Der Fußmarsch gehörte für uns bald zu einer Art Tradition, eine Art Waschung (In Hitze und Licht), um sich dem karibischen Gewässer für würdig zu erweisen. Und wenn wir nicht gerade plauderten, genossen wir die Stille. Dort, am Rande der Ortschaft, und kurz bevor das Nirgendwo beginnt, herrscht beständig eine schläfrige, von summenden Insekten punktierte Stille.

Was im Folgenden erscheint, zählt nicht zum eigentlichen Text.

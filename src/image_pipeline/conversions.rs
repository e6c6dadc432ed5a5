//! Pipeline conversions module
//!
//! This module contains orchestration logic for the RG10 to TGA conversion.

mod rg10_to_tga;


pub use rg10_to_tga::Rg10ToTgaPipeline;
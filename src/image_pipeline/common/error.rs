use thiserror::Error;

#[derive(Error, Debug)]
pub enum ConversionError {
    #[error("Failed to read input file: {0}")]
    InputReadError(String),

    #[error("Failed to write output file: {0}")]
    OutputWriteError(String),

    #[error("Input frame size mismatch: expected {expected} bytes, got {got}")]
    InputSizeMismatch { expected: usize, got: usize },

    #[error("Invalid image dimensions: width={0}, height={1}")]
    InvalidDimensions(usize, usize),

    #[error("Unsupported sample depth: {0} bits (expected 1 to 16)")]
    UnsupportedSampleDepth(u32),

    #[error("Sample {value} at offset {offset} exceeds the sensor maximum {max}")]
    SampleOutOfRange { offset: usize, value: u16, max: u16 },

    #[error("Cannot normalize frame with degenerate range: min={min}, max={max}")]
    DegenerateRange { min: u16, max: u16 },

    #[error("Failed to encode TGA image: {0}")]
    EncodeError(String),

    #[error("IO error: {0}")]
    IoError(#[from] std::io::Error),
}

pub type Result<T> = std::result::Result<T, ConversionError>;
//! Reader for unpacked little-endian RG10 frames.
//!
//! The sensor delivers each 10 bit sample in its own 16 bit little-endian slot,
//! in plain raster order of the `2W x 2H` mosaic. There is no header, so the
//! byte length and the sample range are all that can be checked.

use tracing::{debug, warn};

use crate::image_pipeline::common::error::{ConversionError, Result};
use crate::image_pipeline::raw::geometry::BYTES_PER_SAMPLE;
use crate::image_pipeline::raw::reader::FrameReader;
use crate::image_pipeline::raw::types::{MosaicFrame, SensorConfig};

pub struct Rg10Reader;

impl FrameReader for Rg10Reader {
    /// Decodes a raw RG10 blob into a [`MosaicFrame`].
    ///
    /// # Errors
    ///
    /// * `ConversionError::InputSizeMismatch` - `data` is not exactly
    ///   [`SensorConfig::frame_bytes`] long
    /// * `ConversionError::SampleOutOfRange` - a sample does not fit in
    ///   `sample_bits`; the first offending sample is reported
    ///
    /// # Examples
    ///
    /// ```
    /// use rg10_tga_rs::image_pipeline::{FrameReader, Rg10Reader, SensorConfig};
    ///
    /// let sensor = SensorConfig::new(1, 1, 10);
    /// let bytes = [0xFF, 0x03, 0x00, 0x02, 0xFF, 0x01, 0x00, 0x00];
    /// let frame = Rg10Reader.read_frame(&bytes, &sensor).unwrap();
    /// assert_eq!(frame.samples(), &[1023, 512, 511, 0]);
    /// ```
    fn read_frame(&self, data: &[u8], sensor: &SensorConfig) -> Result<MosaicFrame> {
        let expected = sensor.frame_bytes();
        debug!("Decoding RG10 frame, {} bytes ({} expected)", data.len(), expected);

        if data.len() != expected {
            return Err(ConversionError::InputSizeMismatch {
                expected,
                got: data.len(),
            });
        }

        let samples: Vec<u16> = data
            .chunks_exact(BYTES_PER_SAMPLE)
            .map(|pair| u16::from_le_bytes([pair[0], pair[1]]))
            .collect();

        let max_sample = sensor.max_sample();
        if let Some((offset, &value)) = samples.iter().enumerate().find(|&(_, &v)| v > max_sample) {
            let clipped = samples.iter().filter(|&&v| v > max_sample).count();
            warn!(
                "{} samples exceed the {} bit range (max {})",
                clipped, sensor.sample_bits, max_sample
            );
            return Err(ConversionError::SampleOutOfRange {
                offset,
                value,
                max: max_sample,
            });
        }

        debug!("Decoded frame: {}x{} blocks", sensor.width, sensor.height);
        MosaicFrame::new(*sensor, samples)
    }
}

#[cfg(test)]
mod tests {
    use super::*;
    use crate::image_pipeline::raw::geometry::BayerChannel;

    fn encode(samples: &[u16]) -> Vec<u8> {
        samples.iter().flat_map(|v| v.to_le_bytes()).collect()
    }

    #[test]
    fn test_reads_little_endian_raster() {
        let sensor = SensorConfig::new(2, 1, 10);
        // red row: R Gr R Gr, blue row: Gb B Gb B
        let bytes = encode(&[10, 11, 20, 21, 12, 13, 22, 23]);
        let frame = Rg10Reader.read_frame(&bytes, &sensor).unwrap();

        assert_eq!(frame.sample(0, 0, BayerChannel::Red), 10);
        assert_eq!(frame.sample(0, 0, BayerChannel::GreenRed), 11);
        assert_eq!(frame.sample(0, 0, BayerChannel::GreenBlue), 12);
        assert_eq!(frame.sample(0, 0, BayerChannel::Blue), 13);
        assert_eq!(frame.sample(1, 0, BayerChannel::Red), 20);
        assert_eq!(frame.sample(1, 0, BayerChannel::Blue), 23);
    }

    #[test]
    fn test_rejects_short_input() {
        let sensor = SensorConfig::new(2, 2, 10);
        let bytes = vec![0u8; sensor.frame_bytes() - 2];
        let err = Rg10Reader.read_frame(&bytes, &sensor).unwrap_err();
        assert!(matches!(
            err,
            ConversionError::InputSizeMismatch { expected: 32, got: 30 }
        ));
    }

    #[test]
    fn test_rejects_samples_above_sensor_depth() {
        let sensor = SensorConfig::new(1, 1, 10);
        let bytes = encode(&[1500, 2000, 1800, 1600]);
        let err = Rg10Reader.read_frame(&bytes, &sensor).unwrap_err();
        assert!(matches!(
            err,
            ConversionError::SampleOutOfRange { offset: 0, value: 1500, max: 1023 }
        ));
    }

    #[test]
    fn test_reports_first_out_of_range_sample() {
        let sensor = SensorConfig::new(2, 1, 10);
        let bytes = encode(&[0, 1023, 5, 7, 1024, 3, 9, 4096]);
        assert!(matches!(
            Rg10Reader.read_frame(&bytes, &sensor),
            Err(ConversionError::SampleOutOfRange { offset: 4, value: 1024, max: 1023 })
        ));
    }

    #[test]
    fn test_full_depth_samples_are_accepted() {
        let sensor = SensorConfig::new(1, 1, 12);
        let bytes = encode(&[4095, 1500, 2000, 0]);
        let frame = Rg10Reader.read_frame(&bytes, &sensor).unwrap();
        assert_eq!(frame.samples(), &[4095, 1500, 2000, 0]);
    }

    #[test]
    fn test_rejects_oversized_input() {
        let sensor = SensorConfig::new(1, 1, 10);
        let bytes = vec![0u8; 9];
        assert!(matches!(
            Rg10Reader.read_frame(&bytes, &sensor),
            Err(ConversionError::InputSizeMismatch { expected: 8, got: 9 })
        ));
    }
}
//! Sample addressing inside an RGGB mosaic.
//!
//! ```text
//!   +----+----+----+----+
//!   | R  | Gr | R  | Gr |   red row
//!   +----+----+----+----+
//!   | Gb | B  | Gb | B  |   blue row
//!   +----+----+----+----+
//! ```
//!
//! Block `(x, y)` is anchored at mosaic sample `(2x, 2y)`. A mosaic row holds
//! `2 * width` samples, so one block row spans `4 * width` samples.

use core::fmt;

use crate::image_pipeline::raw::types::SensorConfig;

pub const SAMPLES_PER_BLOCK: usize = 4;
pub const BYTES_PER_SAMPLE: usize = 2;

/// Position of a sample inside its 2x2 block.
#[derive(Clone, Copy, Debug, PartialEq, Eq, Hash)]
pub enum BayerChannel {
    /// Top-left.
    Red = 0,
    /// Top-right, green on a red row.
    GreenRed = 1,
    /// Bottom-left, green on a blue row.
    GreenBlue = 2,
    /// Bottom-right.
    Blue = 3,
}

impl BayerChannel {
    pub const ALL: [BayerChannel; 4] = [
        BayerChannel::Red,
        BayerChannel::GreenRed,
        BayerChannel::GreenBlue,
        BayerChannel::Blue,
    ];

    /// Offset of this channel relative to the block anchor.
    #[inline]
    pub const fn anchor_offset(self, mosaic_width: usize) -> usize {
        match self {
            BayerChannel::Red => 0,
            BayerChannel::GreenRed => 1,
            BayerChannel::GreenBlue => mosaic_width,
            BayerChannel::Blue => mosaic_width + 1,
        }
    }
}

impl fmt::Display for BayerChannel {
    fn fmt(&self, f: &mut fmt::Formatter<'_>) -> fmt::Result {
        match self {
            Self::Red => f.write_str("R"),
            Self::GreenRed => f.write_str("Gr"),
            Self::GreenBlue => f.write_str("Gb"),
            Self::Blue => f.write_str("B"),
        }
    }
}

/// Samples per mosaic row.
#[inline]
pub const fn mosaic_width(sensor: &SensorConfig) -> usize {
    sensor.width * 2
}

/// Samples per block row (one red row plus one blue row).
#[inline]
pub const fn block_row_stride(sensor: &SensorConfig) -> usize {
    sensor.width * SAMPLES_PER_BLOCK
}

/// Linear offset of the block anchor (the red sample) of block `(x, y)`.
#[inline]
pub const fn anchor_offset(sensor: &SensorConfig, x: usize, y: usize) -> usize {
    y * block_row_stride(sensor) + x * 2
}

/// Linear offset of `channel` in block `(x, y)`.
#[inline]
pub const fn sample_offset(sensor: &SensorConfig, x: usize, y: usize, channel: BayerChannel) -> usize {
    anchor_offset(sensor, x, y) + channel.anchor_offset(mosaic_width(sensor))
}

Dort, wo wir über die bewachsene Düne gehen, gibt es eine Getränkebude, wo es auch Imbisse gibt: Sandwich, Lomo, Pommes … Dort besorgten wir uns auch des öfteren eine Flasche Havanna Club Anejo Blanco (Ja, als Urlauber darf man auch mal am Strand einen heben, das gehört am Strand von Micayito sogar zum guten Ton), zwei Flaschen Cienfuegos Gaseo Limon, und wenn wir Glück hatten, gab es hin und wieder auch Eiswürfel in einem Plastikbeutel. Das Cienfuegos Gaseo Limon schmeckt wie Sprite, ist aber wesentlich billiger.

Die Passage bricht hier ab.